Keith WALKER, Applicant-Appellant, v. STATE of Iowa, Respondent-Appellee.
Keith Walker was convicted in 1990 for first-degree murder. Walker v. State, No. 03-1625, 2005 WL 3297352, at *1 (Iowa Ct. App. Dec. 7, 2005). His conviction was upheld on direct appeal in 1992. Id. (citing State v. Walker, No. 90-1883 (Iowa Ct. App. Feb. 25, 1992)). Walker's prior post-conviction relief (PCR) applications have all been denied and affirmed on appeal.1 He filed his sixth PCR application May 20, 2019, raising thirty-four points of error. The court denied his application on September 25, 2020.
Walker appeals the denial of his sixth PCR application. He contends newly discovered evidence allows him to bring a claim beyond the three-year time-bar imposed by Iowa Code section 822.3 (2019). He also alleges a recent case, State v. Plain, 898 N.W.2d 801, 826 (Iowa 2017), should be applied retroactively to his case. He claims previous PCR counsel were ineffective in failing to bring these claims. Because Walker's claims are without merit, we affirm.
Iowa Code section 822.3 provides,
All other applications must be filed within three years from the date of conviction or decision is final or, in the event of an appeal, from the date the writ of procedendo is issued. However, this limitation does not apply to a ground of fact or law that could not have been raised within the applicable time period.
Walker was convicted in 1990, and his appeal was final in 1992. Such places his sixth application well beyond the three-year time-bar.
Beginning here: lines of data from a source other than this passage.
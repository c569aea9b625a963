//! Repository facades over the local cache.
//!
//! # Responsibility
//! - Offer one first-class operation per caretaker action.
//! - Expose live streams that view-models fold into screen state.
//!
//! # Invariants
//! - Every call returns an explicit `RepoResult`; repositories never replace a
//!   failure with fallback content. Fallback is a view-model decision.
//! - Missing rows surface as `RepoError::NotFound`, not as empty results.
//! - Each action is one cache transaction; dependent rows (source timestamps,
//!   child pending flags) change in the same commit.

use crate::cache::{CacheError, CacheStore, LiveQuery};
use crate::model::care_task::TaskStatus;
use crate::model::ValidationError;
use std::error::Error;
use std::fmt::{Display, Formatter};
use std::sync::Arc;

pub mod child_repo;
pub mod health_check_repo;
pub mod meal_repo;
pub mod medication_repo;
pub mod task_repo;

pub use child_repo::{CacheChildRepository, ChildRepository};
pub use health_check_repo::{CacheHealthCheckRepository, HealthCheckRepository};
pub use meal_repo::{CacheMealRepository, MealRepository};
pub use medication_repo::{CacheMedicationRepository, MedicationRepository};
pub use task_repo::{CacheTaskRepository, TaskRepository};

pub type RepoResult<T> = Result<T, RepoError>;

/// Live stream of repository snapshots.
pub type RepoStream<T> = LiveQuery<T, RepoError>;

#[derive(Debug)]
pub enum RepoError {
    Cache(CacheError),
    Validation(ValidationError),
    NotFound {
        entity: &'static str,
        id: String,
    },
    /// The requested status change is not allowed from the current status.
    InvalidTransition {
        id: String,
        from: TaskStatus,
        to: TaskStatus,
    },
}

impl RepoError {
    pub(crate) fn not_found(entity: &'static str, id: &str) -> Self {
        Self::NotFound {
            entity,
            id: id.to_string(),
        }
    }

    pub fn is_not_found(&self) -> bool {
        matches!(self, Self::NotFound { .. })
    }
}

impl Display for RepoError {
    fn fmt(&self, f: &mut Formatter<'_>) -> std::fmt::Result {
        match self {
            Self::Cache(err) => write!(f, "{err}"),
            Self::Validation(err) => write!(f, "{err}"),
            Self::NotFound { entity, id } => write!(f, "{entity} not found: {id}"),
            Self::InvalidTransition { id, from, to } => write!(
                f,
                "task {id} cannot move from {} to {}",
                from.as_str(),
                to.as_str()
            ),
        }
    }
}

impl Error for RepoError {
    fn source(&self) -> Option<&(dyn Error + 'static)> {
        match self {
            Self::Cache(err) => Some(err),
            Self::Validation(err) => Some(err),
            Self::NotFound { .. } | Self::InvalidTransition { .. } => None,
        }
    }
}

impl From<CacheError> for RepoError {
    fn from(value: CacheError) -> Self {
        Self::Cache(value)
    }
}

impl From<ValidationError> for RepoError {
    fn from(value: ValidationError) -> Self {
        Self::Validation(value)
    }
}

impl From<rusqlite::Error> for RepoError {
    fn from(value: rusqlite::Error) -> Self {
        Self::Cache(CacheError::from(value))
    }
}

/// Repository handles shared by view-models and background workers.
#[derive(Clone)]
pub struct CareRepositories {
    pub children: Arc<dyn ChildRepository>,
    pub tasks: Arc<dyn TaskRepository>,
    pub medications: Arc<dyn MedicationRepository>,
    pub meals: Arc<dyn MealRepository>,
    pub health_checks: Arc<dyn HealthCheckRepository>,
}

impl CareRepositories {
    /// Builds cache-backed repositories sharing one store.
    pub fn from_store(store: &CacheStore) -> Self {
        Self {
            children: Arc::new(CacheChildRepository::new(store.clone())),
            tasks: Arc::new(CacheTaskRepository::new(store.clone())),
            medications: Arc::new(CacheMedicationRepository::new(store.clone())),
            meals: Arc::new(CacheMealRepository::new(store.clone())),
            health_checks: Arc::new(CacheHealthCheckRepository::new(store.clone())),
        }
    }
}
However, Walker claims that a co-defendant's recantation, which he suggests shows his actual innocence, and discovery that his counsel also represented the same co-defendant, are newly discovered evidence.2 The record belies this contention. Our court directly explained that the co-defendant's recantation, as a matter of law, was not new evidence in Walker's third PCR. Walker, 2008 WL 2357720, at *2. Similarly, Walker's third PCR application alleged, “The Defendant's trial attorney was ineffective and acted in conflict of the Defendant's interests by representing the interests of the Defendant's co-defendant.” Thus, the notion that a Watson conflict existed or that the co-defendant recanted their testimony was known to Walker, at the latest, when he filed the PCR application in August 2006. Neither Walker's actual innocence claim nor his Watson claim are based on newly discovered evidence, and the district court correctly found them barred by section 822.3.3
Walker's request to retroactively apply Plain similarly fails. Our supreme court considered a similar request in Thongvanh v. State, 938 N.W.2d 2, 6 (Iowa 2020). After concluding that Plain was a new ground of law under section 822.3, the court held, “Plain’s holding ․ does not apply retroactively to cases on collateral review.” Thongvanh, 938 N.W.2d at 16 (discussing Plain, 898 N.W.2d at 826). The court affirmed the dismissal of Thongvanh's PCR application because Plain could not be applied to challenge his conviction from 1984. Id. Thongvanh’s conclusion precludes us from retroactively applying Plain to this case. We affirm the denial of Walker's sixth PCR application.
1. See Walker v. State, 572 N.W.2d 589, 591 (Iowa 1997); Walker v. State, 2005 WL 3297352, at *3 (Iowa Ct. App. Dec. 5, 2005); Walker v. State, No. 07-0541, 2008 WL 2357720, at *3 (Iowa Ct. App. June 11, 2008); Walker v. State, No. 10-0901, 2012 WL 3860651, at *1 (Iowa Ct. App. Sept. 6, 2012); Walker v. State, No. 16-0463, 2017 WL 2684333, at *2 (Iowa Ct. App. June 21, 2017); Walker v. State, No. 16-1257, 2017 WL 3067406, at *3 (Iowa Ct. App. July 19, 2017).
2. See State v. Watson, 620 N.W.2d 233, 239 (Iowa 2000) (noting that a conflict arises when defense counsel also represents an adverse witness).
3. For the same reasons, Walker's claims are barred under section 822.8, which prohibits any claim finally adjudicated from being the basis of a later application.